Items from a dataset
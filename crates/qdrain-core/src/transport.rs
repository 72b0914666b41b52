//! The boundary between the drain pipeline and a remote queue service.

use crate::batch::EntryId;
use crate::mapper::OutboundMessage;
use crate::message::Message;
use crate::queue::QueueMode;

/// Hard limit on entries per receive, delete and send call.
pub const MAX_BATCH: usize = 10;

/// Seconds a received message stays hidden from other consumers.
pub const VISIBILITY_TIMEOUT_SECS: i32 = 10;

/// Run-level transport failures.
///
/// Anything in here means the remote service could not be talked to at all
/// (connectivity, authentication, unknown queue). Failures of individual
/// entries inside a batch call are reported through [`BatchOutcome`] instead.
#[derive(Debug, thiserror::Error)]
pub enum TransportError {
    #[error("failed to resolve queue '{name}': {reason}")]
    Resolve { name: String, reason: String },
    #[error("failed to read attributes of queue {url}: {reason}")]
    Attributes { url: String, reason: String },
    #[error("failed to receive messages from {url}: {reason}")]
    Receive { url: String, reason: String },
    #[error("failed to delete messages from {url}: {reason}")]
    Delete { url: String, reason: String },
    #[error("failed to send messages to {url}: {reason}")]
    Send { url: String, reason: String },
    #[error("failed to list queues: {0}")]
    List(String),
    #[error("malformed response: {0}")]
    MalformedResponse(&'static str),
}

/// Identifies one delivery to acknowledge.
#[derive(Clone, Debug, PartialEq, Eq)]
pub struct Receipt {
    pub id: EntryId,
    pub receipt_handle: String,
}

/// A batch entry the remote side refused.
#[derive(Clone, Debug, PartialEq, Eq)]
pub struct ItemFailure {
    pub id: EntryId,
    pub code: String,
    pub message: Option<String>,
    pub sender_fault: bool,
}

impl std::fmt::Display for ItemFailure {
    fn fmt(&self, f: &mut std::fmt::Formatter<'_>) -> std::fmt::Result {
        write!(f, "entry {} failed with {}", self.id, self.code)?;
        if let Some(message) = &self.message {
            write!(f, ": {message}")?;
        }
        Ok(())
    }
}

/// Per-entry result of a batch delete or send call.
#[derive(Clone, Debug, Default, PartialEq, Eq)]
pub struct BatchOutcome {
    pub successful: Vec<EntryId>,
    pub failed: Vec<ItemFailure>,
}

/// Abstracts the remote queue API.
///
/// Every call completes (or fails) before the caller moves on; the pipeline
/// never overlaps transport calls.
#[async_trait::async_trait]
pub trait QueueTransport: Send + Sync {
    /// Resolves a queue name into its transport address.
    async fn resolve(&self, name: &str) -> Result<String, TransportError>;

    /// Looks up the ordering mode of a queue. This is an expensive call;
    /// callers cache the answer for the whole run (see [`crate::Queue`]).
    async fn mode(&self, url: &str) -> Result<QueueMode, TransportError>;

    /// Short-polls up to `max` messages (at most [`MAX_BATCH`]) and locks them
    /// for [`VISIBILITY_TIMEOUT_SECS`]. An empty list means the queue is
    /// drained for now.
    async fn receive(&self, url: &str, max: usize) -> Result<Vec<Message>, TransportError>;

    /// Acknowledges deliveries. A failed entry stays on the queue and becomes
    /// visible again once its visibility timeout elapses.
    async fn delete_batch(
        &self,
        url: &str,
        receipts: &[Receipt],
    ) -> Result<BatchOutcome, TransportError>;

    /// Sends up to [`MAX_BATCH`] messages in a single call.
    async fn send_batch(
        &self,
        url: &str,
        messages: &[OutboundMessage],
    ) -> Result<BatchOutcome, TransportError>;

    /// Lists the URLs of all queues whose name starts with `prefix`.
    async fn list_queues(&self, prefix: Option<&str>) -> Result<Vec<String>, TransportError>;
}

Problem details | Find "its transport address." in the entries above and copy that whole line exactly, then each line after it through the line that contains "callers cache the".

Solution for this task |
    /// Resolves a queue name into its transport address.
    async fn resolve(&self, name: &str) -> Result<String, TransportError>;

    /// Looks up the ordering mode of a queue. This is an expensive call;
    /// callers cache the answer for the whole run (see [`crate::Queue`]).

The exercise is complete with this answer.